WHAT THE TASK REQUIRES
The answer should be each line of the records that contains the word "Deserialize"; please copy them all.

INFORMATION GIVEN section start

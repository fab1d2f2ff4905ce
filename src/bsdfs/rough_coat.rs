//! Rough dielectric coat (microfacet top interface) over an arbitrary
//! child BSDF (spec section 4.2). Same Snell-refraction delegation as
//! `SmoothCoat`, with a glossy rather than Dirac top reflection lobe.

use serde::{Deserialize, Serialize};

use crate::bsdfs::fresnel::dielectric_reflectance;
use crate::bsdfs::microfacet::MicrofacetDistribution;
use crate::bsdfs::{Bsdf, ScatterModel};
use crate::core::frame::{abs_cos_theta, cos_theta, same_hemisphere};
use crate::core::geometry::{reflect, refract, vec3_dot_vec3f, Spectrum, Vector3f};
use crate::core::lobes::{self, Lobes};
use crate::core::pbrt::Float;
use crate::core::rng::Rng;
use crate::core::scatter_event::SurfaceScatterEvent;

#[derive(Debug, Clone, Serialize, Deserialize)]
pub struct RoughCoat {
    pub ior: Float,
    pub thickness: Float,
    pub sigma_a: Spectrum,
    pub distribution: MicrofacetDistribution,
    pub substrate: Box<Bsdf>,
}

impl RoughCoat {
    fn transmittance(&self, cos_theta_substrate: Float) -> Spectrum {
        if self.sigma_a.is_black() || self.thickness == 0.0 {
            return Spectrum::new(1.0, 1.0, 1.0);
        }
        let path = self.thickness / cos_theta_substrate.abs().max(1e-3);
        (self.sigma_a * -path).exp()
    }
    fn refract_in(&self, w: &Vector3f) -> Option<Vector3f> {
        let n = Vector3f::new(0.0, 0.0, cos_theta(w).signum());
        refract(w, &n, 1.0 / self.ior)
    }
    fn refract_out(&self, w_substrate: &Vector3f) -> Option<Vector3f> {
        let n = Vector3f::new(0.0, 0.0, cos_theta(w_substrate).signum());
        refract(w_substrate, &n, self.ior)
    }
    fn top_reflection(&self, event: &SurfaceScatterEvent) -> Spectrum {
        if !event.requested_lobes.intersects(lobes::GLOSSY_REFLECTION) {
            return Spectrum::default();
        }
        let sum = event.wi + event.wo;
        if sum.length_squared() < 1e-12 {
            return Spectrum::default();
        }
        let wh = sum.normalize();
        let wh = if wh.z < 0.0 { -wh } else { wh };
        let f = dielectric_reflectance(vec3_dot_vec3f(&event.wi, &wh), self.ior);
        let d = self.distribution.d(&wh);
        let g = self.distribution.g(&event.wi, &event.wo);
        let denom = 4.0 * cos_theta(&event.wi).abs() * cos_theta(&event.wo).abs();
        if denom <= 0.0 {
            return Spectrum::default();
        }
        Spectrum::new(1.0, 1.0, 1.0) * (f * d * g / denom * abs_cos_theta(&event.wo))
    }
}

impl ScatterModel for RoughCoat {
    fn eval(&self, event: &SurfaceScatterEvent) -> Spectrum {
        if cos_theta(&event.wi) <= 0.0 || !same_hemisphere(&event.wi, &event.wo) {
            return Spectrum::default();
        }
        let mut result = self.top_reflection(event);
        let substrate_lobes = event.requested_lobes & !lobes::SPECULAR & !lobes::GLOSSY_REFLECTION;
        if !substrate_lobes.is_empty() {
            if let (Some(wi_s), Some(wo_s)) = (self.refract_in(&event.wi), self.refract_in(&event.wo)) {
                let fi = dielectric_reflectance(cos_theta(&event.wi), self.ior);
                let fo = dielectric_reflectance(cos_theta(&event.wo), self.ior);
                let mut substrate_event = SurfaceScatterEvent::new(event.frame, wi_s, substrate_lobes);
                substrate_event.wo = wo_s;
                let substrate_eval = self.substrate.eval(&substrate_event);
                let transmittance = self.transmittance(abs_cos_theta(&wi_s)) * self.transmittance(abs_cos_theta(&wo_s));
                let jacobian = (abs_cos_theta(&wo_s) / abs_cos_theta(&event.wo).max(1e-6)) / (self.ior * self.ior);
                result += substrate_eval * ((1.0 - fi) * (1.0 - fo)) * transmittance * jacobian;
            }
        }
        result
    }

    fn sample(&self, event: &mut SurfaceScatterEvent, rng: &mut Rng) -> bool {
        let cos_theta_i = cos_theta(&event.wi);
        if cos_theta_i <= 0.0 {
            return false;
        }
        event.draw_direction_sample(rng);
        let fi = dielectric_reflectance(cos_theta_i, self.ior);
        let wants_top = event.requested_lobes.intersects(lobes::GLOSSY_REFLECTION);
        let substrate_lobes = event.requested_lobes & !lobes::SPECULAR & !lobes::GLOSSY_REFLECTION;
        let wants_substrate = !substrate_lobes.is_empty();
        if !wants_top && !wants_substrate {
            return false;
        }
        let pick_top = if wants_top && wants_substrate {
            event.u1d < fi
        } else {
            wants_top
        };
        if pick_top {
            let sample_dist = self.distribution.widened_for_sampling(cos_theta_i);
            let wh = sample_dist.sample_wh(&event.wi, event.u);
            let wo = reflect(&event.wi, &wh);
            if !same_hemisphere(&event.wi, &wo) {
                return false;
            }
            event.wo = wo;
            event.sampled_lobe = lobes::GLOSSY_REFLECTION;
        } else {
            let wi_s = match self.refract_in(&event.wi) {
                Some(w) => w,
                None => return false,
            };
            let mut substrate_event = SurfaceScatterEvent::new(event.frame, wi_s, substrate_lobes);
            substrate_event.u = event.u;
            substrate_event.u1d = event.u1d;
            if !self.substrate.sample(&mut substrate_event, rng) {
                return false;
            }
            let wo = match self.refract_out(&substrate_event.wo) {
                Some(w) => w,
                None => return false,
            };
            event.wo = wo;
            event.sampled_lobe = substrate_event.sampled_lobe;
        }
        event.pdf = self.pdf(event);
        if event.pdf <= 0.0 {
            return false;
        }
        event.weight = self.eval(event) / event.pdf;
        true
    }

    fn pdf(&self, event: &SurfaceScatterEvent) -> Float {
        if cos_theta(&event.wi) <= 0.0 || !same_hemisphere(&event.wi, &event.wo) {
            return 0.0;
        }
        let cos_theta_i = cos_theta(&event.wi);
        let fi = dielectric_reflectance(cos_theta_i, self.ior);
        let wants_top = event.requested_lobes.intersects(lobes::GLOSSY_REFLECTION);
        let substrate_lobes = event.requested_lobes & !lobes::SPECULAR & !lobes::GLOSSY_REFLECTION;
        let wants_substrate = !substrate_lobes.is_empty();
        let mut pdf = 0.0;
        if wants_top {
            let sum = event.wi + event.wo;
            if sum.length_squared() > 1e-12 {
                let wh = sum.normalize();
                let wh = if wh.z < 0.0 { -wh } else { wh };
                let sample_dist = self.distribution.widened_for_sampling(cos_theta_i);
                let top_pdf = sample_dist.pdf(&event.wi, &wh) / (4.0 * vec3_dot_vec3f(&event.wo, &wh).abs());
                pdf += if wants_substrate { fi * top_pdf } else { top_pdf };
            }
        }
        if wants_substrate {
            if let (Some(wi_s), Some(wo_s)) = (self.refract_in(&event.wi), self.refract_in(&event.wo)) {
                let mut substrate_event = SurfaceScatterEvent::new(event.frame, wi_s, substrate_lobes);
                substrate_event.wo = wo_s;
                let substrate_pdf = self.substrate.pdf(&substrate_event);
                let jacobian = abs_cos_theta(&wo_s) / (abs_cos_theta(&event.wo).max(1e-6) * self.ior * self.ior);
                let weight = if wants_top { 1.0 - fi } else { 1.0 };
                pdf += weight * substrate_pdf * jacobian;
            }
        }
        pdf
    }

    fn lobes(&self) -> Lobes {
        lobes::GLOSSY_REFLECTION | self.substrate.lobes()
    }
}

INFORMATION GIVEN section end

TASK RESPONSE
use serde::{Deserialize, Serialize};
#[derive(Debug, Clone, Serialize, Deserialize)]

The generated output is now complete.